E assim caminha a humanidade. Entre percalços e bem aventuranças. Deixando a infância de lado. Sofrendo por isso. Já que, uma vez adulto, as brincadeiras se transformam em trabalho. Em constituir família. Em assumir responsabilidades. Já que o envelhecer e morrer são consequências banais disso que chamamos vida. Que no mais tardar dos anos finda. Tal e qual uma rosa que se despetala e cai na terra encerrando o cilho de uma flor que de botão se torna adubo de uma roseira que um dia viu a rosa enfeitar um jardim florido.
Viver, no meu entender, se torna quase uma utopia ingrata desde que a saúde nos abandona.
Viver em intensidade plena pode se transformar num martírio de sofrimento.
Foi isso que aprendi com um amigo que felizmente foi levado nas asas negras da morte.
Seu nome era Pedro.
Notável jornalista escritor bastante reconhecido nesta cidade que também considero minha.
Éramos articulistas no mesmo jornal. Escrevíamos a cada semana lado a lado. Eram textos fecundos e inspirados.
Fui, inclusive, prefaciador de um dos seus livros. O que me encheu de orgulho não por ser seu amigo chegado. E sim por ter-me dado essa não meritória homenagem.
Quis o destino que meu amigo Pedro fosse acometido de insidiosa e cruel enfermidade.

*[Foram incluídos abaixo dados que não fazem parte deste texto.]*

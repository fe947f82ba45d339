//! Playback of recorded `.ecg` files.
//!
//! `Replay` yields the same filtered millivolt stream the live view showed,
//! and `heart_rates` runs the detector path over the whole recording.

use crate::codec::Calibration;
use crate::config::PipelineConfig;
use crate::downsample::Downsampler;
use crate::ecg_file::{EcgFile, Samples};
use crate::error::EcgFileError;
use crate::filters::FilterChain;
use crate::heart_rate::bpm;
use crate::pipeline::detector_rate;
use crate::qrs::QrsDetector;
use std::path::Path;

pub struct Replay {
    samples: Samples,
    calibration: Calibration,
    chain: FilterChain,
    sampling_rate: u16,
    samples_count: i64,
}

impl Replay {
    pub fn open(path: impl AsRef<Path>, config: &PipelineConfig) -> Result<Self, EcgFileError> {
        let file = EcgFile::open(path)?;
        let sampling_rate = file.sampling_rate();
        let samples_count = file.samples_count();
        let chain = FilterChain::for_rate(&config.display_filters, f64::from(sampling_rate));
        Ok(Self {
            samples: file.into_samples()?,
            calibration: config.calibration,
            chain,
            sampling_rate,
            samples_count,
        })
    }

    pub fn sampling_rate(&self) -> u16 {
        self.sampling_rate
    }

    /// Count from the file header
    pub fn samples_count(&self) -> i64 {
        self.samples_count
    }
}

impl Iterator for Replay {
    type Item = f64;

    fn next(&mut self) -> Option<f64> {
        let sample = self.samples.next()?;
        Some(self.chain.process(self.calibration.to_millivolts(sample)))
    }
}

/// Heart rates detected over a whole recording, in order.
pub fn heart_rates(path: impl AsRef<Path>, config: &PipelineConfig) -> Result<Vec<u32>, EcgFileError> {
    let file = EcgFile::open(path)?;
    let input_rate = u32::from(file.sampling_rate());
    let rate = detector_rate(input_rate, config.qrs_rate_hz);

    let mut detector = match QrsDetector::new(rate) {
        Ok(detector) => detector,
        Err(e) => {
            log::warn!("Cannot detect heart rate at {} Hz: {}", input_rate, e);
            return Ok(Vec::new());
        }
    };
    let mut downsampler = Downsampler::new(input_rate, config.qrs_rate_hz);
    let calibration = config.calibration;

    Ok(file
        .into_samples()?
        .filter_map(|sample| downsampler.push(calibration.to_millivolts(sample)))
        .filter_map(|value| detector.update(value))
        .filter_map(|rr| bpm(rr, rate))
        .collect())
}

#[cfg(test)]
mod tests {
    use super::*;
    use crate::simulator::{Simulator, Waveform};
    use tempfile::tempdir;

    fn record(path: &Path, waveform: Waveform, rate: u16, seconds: usize) {
        let mut simulator = Simulator::new(waveform, rate);
        let samples: Vec<u16> = (0..seconds * rate as usize)
            .map(|_| simulator.next_sample())
            .collect();
        let mut file = EcgFile::create(path, rate, true).unwrap();
        file.write_samples(&samples).unwrap();
    }

    #[test]
    fn test_replay_matches_live_conversion() {
        let dir = tempdir().unwrap();
        let path = dir.path().join("sine.ecg");
        record(&path, Waveform::Sine, 500, 2);

        let config = PipelineConfig {
            display_filters: Vec::new(),
            ..PipelineConfig::default()
        };
        let replay = Replay::open(&path, &config).unwrap();
        assert_eq!(replay.sampling_rate(), 500);
        assert_eq!(replay.samples_count(), 1000);

        let mut simulator = Simulator::new(Waveform::Sine, 500);
        let expected: Vec<f64> = (0..1000)
            .map(|_| config.calibration.to_millivolts(simulator.next_sample()))
            .collect();
        assert_eq!(replay.collect::<Vec<_>>(), expected);
    }

    #[test]
    fn test_replay_applies_display_filters() {
        let dir = tempdir().unwrap();
        let path = dir.path().join("beats.ecg");
        record(&path, Waveform::Heartbeat { bpm: 60 }, 500, 10);

        let values: Vec<f64> = Replay::open(&path, &PipelineConfig::default())
            .unwrap()
            .collect();
        assert_eq!(values.len(), 5000);
        // DC-block removes the baseline over the last seconds.
        let tail = &values[3000..];
        let mean = tail.iter().sum::<f64>() / tail.len() as f64;
        assert!(mean.abs() < 0.05, "mean {}", mean);
    }

    #[test]
    fn test_heart_rates_of_recording() {
        let dir = tempdir().unwrap();
        let path = dir.path().join("hr.ecg");
        record(&path, Waveform::Heartbeat { bpm: 75 }, 250, 20);

        let rates = heart_rates(&path, &PipelineConfig::default()).unwrap();
        assert!(rates.len() > 10);
        assert!(rates.iter().all(|&r| r == 75), "{:?}", rates);
    }

    #[test]
    fn test_missing_file() {
        let dir = tempdir().unwrap();
        assert!(matches!(
            Replay::open(dir.path().join("nope.ecg"), &PipelineConfig::default()),
            Err(EcgFileError::Io(_))
        ));
    }
}
//! Batch-averaging decimator.
//!
//! Groups the input into non-overlapping batches of `floor(input/output)`
//! samples and emits the mean of each full batch. Non-integer rate ratios are
//! not corrected, and a trailing partial batch is never emitted.

#[derive(Debug, Clone, PartialEq)]
pub struct Downsampler {
    ratio: usize,
    sum: f64,
    count: usize,
}

impl Downsampler {
    /// Creates a downsampler from `input_rate` to `output_rate`.
    ///
    /// When the input is already at or below the output rate the ratio is 1
    /// and samples pass through unchanged.
    pub fn new(input_rate: u32, output_rate: u32) -> Self {
        let ratio = if output_rate == 0 {
            1
        } else {
            (input_rate / output_rate).max(1) as usize
        };
        Self::with_ratio(ratio)
    }

    pub fn with_ratio(ratio: usize) -> Self {
        Self {
            ratio: ratio.max(1),
            sum: 0.0,
            count: 0,
        }
    }

    pub fn ratio(&self) -> usize {
        self.ratio
    }

    /// Samples buffered towards the next output value
    pub fn pending(&self) -> usize {
        self.count
    }

    pub fn push(&mut self, sample: f64) -> Option<f64> {
        self.sum += sample;
        self.count += 1;
        if self.count < self.ratio {
            return None;
        }
        let mean = self.sum / self.ratio as f64;
        self.sum = 0.0;
        self.count = 0;
        Some(mean)
    }

    pub fn reset(&mut self) {
        self.sum = 0.0;
        self.count = 0;
    }
}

E como ele resistiu estoicamente à chegada da morte. Éramos amigos de verdade.
Ainda me lembro de quando passava pela sua morada.
Encontrava o amigo Pedro recostado ao leito. Cuidadores se revezavam aos seus cuidados.

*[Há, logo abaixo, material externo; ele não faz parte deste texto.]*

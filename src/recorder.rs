//! # Recording Module
//!
//! Writes the raw sample stream of a session to timestamped `.ecg` files and
//! catalogues recordings found on disk.
//!
//! ## File naming
//! ```text
//! <recording dir>/ECG_Recording_YYYY-MM-DD_HH-MM-SS.ecg
//! ```
//! A numeric suffix is appended when a file of that name already exists,
//! which happens when a rate change rolls the recording over within the same
//! second.
//!
//! ## Failure handling
//! I/O errors are not retried. The recorder logs the error, closes the file
//! so its header reflects the samples that were fully written, and stops
//! recording until `start` is called again. The live stream is unaffected.

use crate::ecg_file::EcgFile;
use crate::error::EcgFileError;
use chrono::{DateTime, Local};
use std::path::{Path, PathBuf};

const FILE_PREFIX: &str = "ECG_Recording_";
const FILE_EXTENSION: &str = "ecg";

/// File name for a recording started at `started`
pub fn recording_file_name(started: DateTime<Local>) -> String {
    format!(
        "{}{}.{}",
        FILE_PREFIX,
        started.format("%Y-%m-%d_%H-%M-%S"),
        FILE_EXTENSION
    )
}

/// Owns the file of the recording in progress, if any.
#[derive(Debug)]
pub struct Recorder {
    directory: PathBuf,
    update_header_on_close: bool,
    file: Option<EcgFile>,
}

impl Recorder {
    pub fn new(directory: impl Into<PathBuf>, update_header_on_close: bool) -> Self {
        Self {
            directory: directory.into(),
            update_header_on_close,
            file: None,
        }
    }

    pub fn is_recording(&self) -> bool {
        self.file.is_some()
    }

    /// Path of the file being written
    pub fn current_path(&self) -> Option<&Path> {
        self.file.as_ref().map(|f| f.path())
    }

    /// Starts a new recording at `sampling_rate`, finishing any recording in
    /// progress first.
    pub fn start(&mut self, sampling_rate: u16) -> Result<PathBuf, EcgFileError> {
        self.finish();

        if !self.directory.exists() {
            std::fs::create_dir_all(&self.directory)?;
        }
        let path = self.unique_path(&recording_file_name(Local::now()));
        let file = EcgFile::create(&path, sampling_rate, self.update_header_on_close)?;

        log::info!(
            "Starting recording to: {} ({} Hz)",
            path.display(),
            sampling_rate
        );
        self.file = Some(file);
        Ok(path)
    }

    /// Closes the current file and continues in a new one at the new rate.
    /// Does nothing when not recording.
    pub fn roll_over(&mut self, sampling_rate: u16) -> Result<Option<PathBuf>, EcgFileError> {
        if !self.is_recording() {
            return Ok(None);
        }
        self.start(sampling_rate).map(Some)
    }

    /// Appends samples to the current recording. On failure the recording is
    /// stopped and the error logged.
    pub fn write(&mut self, samples: &[u16]) {
        let Some(file) = self.file.as_mut() else {
            return;
        };
        if let Err(e) = file.write_samples(samples) {
            log::error!(
                "Failed to write to {}: {}. Recording stopped.",
                file.path().display(),
                e
            );
            self.finish();
        }
    }

    /// Finalizes the current file, if any.
    pub fn finish(&mut self) {
        if let Some(mut file) = self.file.take() {
            match file.close() {
                Ok(()) => log::info!(
                    "Stopped recording: {} ({} samples)",
                    file.path().display(),
                    file.samples_count()
                ),
                Err(e) => log::error!("Failed to finalize {}: {}", file.path().display(), e),
            }
        }
    }

    fn unique_path(&self, file_name: &str) -> PathBuf {
        let candidate = self.directory.join(file_name);
        if !candidate.exists() {
            return candidate;
        }
        let stem = file_name.trim_end_matches(&format!(".{}", FILE_EXTENSION));
        (1..)
            .map(|n| {
                self.directory
                    .join(format!("{}_{}.{}", stem, n, FILE_EXTENSION))
            })
            .find(|path| !path.exists())
            .unwrap_or(candidate)
    }
}

impl Drop for Recorder {
    fn drop(&mut self) {
        self.finish();
    }
}

/// Summary of a recording on disk
#[derive(Debug, Clone, PartialEq)]
pub struct RecordingInfo {
    pub path: PathBuf,
    pub file_name: String,
    pub samples_count: i64,
    pub sampling_rate: u16,
    pub modified: DateTime<Local>,
}

impl RecordingInfo {
    pub fn duration_seconds(&self) -> f64 {
        if self.sampling_rate == 0 {
            return 0.0;
        }
        self.samples_count as f64 / f64::from(self.sampling_rate)
    }
}

/// Lists every readable `.ecg` file under `dir`, newest first.
///
/// Files that fail to open, report a zero rate or hold no samples are
/// skipped. A missing directory yields an empty list.
pub fn list_recordings(dir: impl AsRef<Path>) -> std::io::Result<Vec<RecordingInfo>> {
    let dir = dir.as_ref();
    let mut recordings = Vec::new();
    if !dir.exists() {
        return Ok(recordings);
    }

    let mut pending = vec![dir.to_path_buf()];
    while let Some(current) = pending.pop() {
        let entries = match std::fs::read_dir(&current) {
            Ok(entries) => entries,
            Err(e) if current == dir => return Err(e),
            Err(e) => {
                log::warn!("Skipping {}: {}", current.display(), e);
                continue;
            }
        };
        for entry in entries.flatten() {
            let path = entry.path();
            if path.is_dir() {
                pending.push(path);
            } else if is_recording_file(&path) {
                if let Some(info) = describe(&path) {
                    recordings.push(info);
                }
            }
        }
    }

    recordings.sort_by(|a, b| b.modified.cmp(&a.modified));
    Ok(recordings)
}

fn is_recording_file(path: &Path) -> bool {
    path.extension()
        .and_then(|ext| ext.to_str())
        .map(|ext| ext.eq_ignore_ascii_case(FILE_EXTENSION))
        .unwrap_or(false)
}

fn describe(path: &Path) -> Option<RecordingInfo> {
    let file = match EcgFile::open(path) {
        Ok(file) => file,
        Err(e) => {
            log::debug!("Ignoring {}: {}", path.display(), e);
            return None;
        }
    };
    let metadata = std::fs::metadata(path).ok()?;

    // Files written without header updates still carry their samples.
    let samples_count = match file.samples_count() {
        0 => (metadata.len().saturating_sub(file.data_offset()) / 2) as i64,
        count => count,
    };
    if file.sampling_rate() == 0 || samples_count == 0 {
        return None;
    }

    let modified = metadata
        .modified()
        .map(DateTime::<Local>::from)
        .unwrap_or_else(|_| Local::now());

    Some(RecordingInfo {
        path: path.to_path_buf(),
        file_name: path
            .file_name()
            .map(|n| n.to_string_lossy().into_owned())
            .unwrap_or_default(),
        samples_count,
        sampling_rate: file.sampling_rate(),
        modified,
    })
}

#[cfg(test)]
mod tests {
    use super::*;
    use chrono::TimeZone;
    use tempfile::tempdir;

    #[test]
    fn test_file_name_format() {
        let started = Local.with_ymd_and_hms(2024, 3, 9, 7, 5, 1).unwrap();
        assert_eq!(
            recording_file_name(started),
            "ECG_Recording_2024-03-09_07-05-01.ecg"
        );
    }

    #[test]
    fn test_start_write_finish() {
        let temp_dir = tempdir().unwrap();
        let dir = temp_dir.path().join("nested").join("recordings");
        let mut recorder = Recorder::new(&dir, true);

        assert!(!recorder.is_recording());
        recorder.write(&[1, 2, 3]); // ignored while idle
        let path = recorder.start(500).unwrap();
        assert!(recorder.is_recording());
        assert_eq!(recorder.current_path(), Some(path.as_path()));

        recorder.write(&[512; 16]);
        recorder.write(&[600; 16]);
        recorder.finish();
        assert!(!recorder.is_recording());

        let file = EcgFile::open(&path).unwrap();
        assert_eq!(file.sampling_rate(), 500);
        assert_eq!(file.samples_count(), 32);
    }

    #[test]
    fn test_write_failure_stops_recording() {
        let temp_dir = tempdir().unwrap();
        let mut recorder = Recorder::new(temp_dir.path(), true);
        let path = recorder.start(500).unwrap();
        recorder.write(&[512; 16]);

        let read_only = std::fs::File::open(&path).unwrap();
        recorder.file.as_mut().unwrap().replace_handle(read_only);
        recorder.write(&[600; 16]);
        assert!(!recorder.is_recording());
        assert_eq!(recorder.current_path(), None);

        // Stays stopped until started again.
        recorder.write(&[700; 16]);
        assert!(!recorder.is_recording());
        assert_eq!(EcgFile::open(&path).unwrap().into_samples().unwrap().count(), 16);

        let next = recorder.start(500).unwrap();
        assert_ne!(next, path);
        assert!(recorder.is_recording());
    }

    #[test]
    fn test_roll_over_creates_second_file() {
        let temp_dir = tempdir().unwrap();
        let mut recorder = Recorder::new(temp_dir.path(), true);
        assert_eq!(recorder.roll_over(250).unwrap(), None);

        let first = recorder.start(500).unwrap();
        recorder.write(&[1; 16]);
        let second = recorder.roll_over(130).unwrap().unwrap();
        recorder.write(&[2; 32]);
        drop(recorder);

        assert_ne!(first, second);
        assert_eq!(EcgFile::open(&first).unwrap().samples_count(), 16);
        let second = EcgFile::open(&second).unwrap();
        assert_eq!(second.sampling_rate(), 130);
        assert_eq!(second.samples_count(), 32);
    }

    #[test]
    fn test_list_recordings_filters_and_sorts() {
        let temp_dir = tempdir().unwrap();
        let root = temp_dir.path();
        std::fs::create_dir(root.join("sub")).unwrap();

        for (name, rate, count) in [("a.ecg", 500, 10), ("sub/b.ECG", 130, 4)] {
            let mut file = EcgFile::create(root.join(name), rate, true).unwrap();
            file.write_samples(&vec![512; count]).unwrap();
        }
        EcgFile::create(root.join("empty.ecg"), 500, true).unwrap();
        EcgFile::create(root.join("zero_rate.ecg"), 0, true)
            .and_then(|mut f| f.write_samples(&[1, 2]))
            .unwrap();
        std::fs::write(root.join("garbage.ecg"), [9u8; 3]).unwrap();
        std::fs::write(root.join("notes.txt"), b"hello").unwrap();

        // Make the ordering deterministic.
        let older = std::time::SystemTime::now() - std::time::Duration::from_secs(3600);
        std::fs::File::options()
            .write(true)
            .open(root.join("a.ecg"))
            .unwrap()
            .set_modified(older)
            .unwrap();

        let recordings = list_recordings(root).unwrap();
        let names: Vec<&str> = recordings.iter().map(|r| r.file_name.as_str()).collect();
        assert_eq!(names, vec!["b.ECG", "a.ecg"]);
        assert_eq!(recordings[1].samples_count, 10);
        assert_eq!(recordings[0].sampling_rate, 130);
        assert!((recordings[1].duration_seconds() - 0.02).abs() < 1e-12);
    }

    #[test]
    fn test_list_counts_samples_without_header_update() {
        let temp_dir = tempdir().unwrap();
        let mut file = EcgFile::create(temp_dir.path().join("raw.ecg"), 500, false).unwrap();
        file.write_samples(&[1; 48]).unwrap();
        drop(file);

        let recordings = list_recordings(temp_dir.path()).unwrap();
        assert_eq!(recordings.len(), 1);
        assert_eq!(recordings[0].samples_count, 48);
    }

    #[test]
    fn test_list_missing_directory_is_empty() {
        let temp_dir = tempdir().unwrap();
        assert!(list_recordings(temp_dir.path().join("nope")).unwrap().is_empty());
    }
}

Quase sempre o levava a um passeio. Ele, no banco do carona, e seu enfermeiro no assento de trás.
Numa dessas curtas viagens ele, que não se mantinha calado, matraqueava:
“Se viver é sofrer. Por favor, liber-te-me desse sofrimento. Deixe-me avoar ao firmamento. Se viver é isso não quero mais continuar vivo. A essa vida bandida prefiro me agasalhar nas asas negras da morte. Não tenho mais razão para viver já que o sofrer se instalou no meu corpo esquálido. Agora só cultivo dores e dissabores. Nem escrever consigo mais. Que saudade de nossas crônicas semanais naquele jornal que nem existe mais. De nossas mensagens pelo watsapp. De nossos encontros naquelas páginas do jornal. Da ciumeira que eu tinha quando meu texto não saia e o seu sim. Se agora isso é vida, por favor. Você, como médico, atenua o meu sofrer. Permita que eu parta. Se isso é viver melhor morrer. As dores são tantas que gostaria de repar-ti-las com alguém. Não mais consigo dormir. O sono vem e meus olhos continuam abertos a espreita de que uma alma caridosa os fechem. Se isso se chama viver desconheço o sentido exato da vida. Creio que essa vai ser a derradeira vez que nos vemos”. Pedro apertou-me a mão assim que chegamos a sua casa. Foi a última vez que nos vimos.
A verdade aprendi com meu amigo hoje falecido. Se viver é sofrer apenas não tem mais razão de continuarmos vivos.
Viver tem de ser em intensidade plena. Tendo como requisito principal ter encontrado a razão pela qual vivermos felizes. E se, um dia, perdermos a saúde. Permitam-nos conhecer o outro lado. Mesmo desconhecendo se ele existe.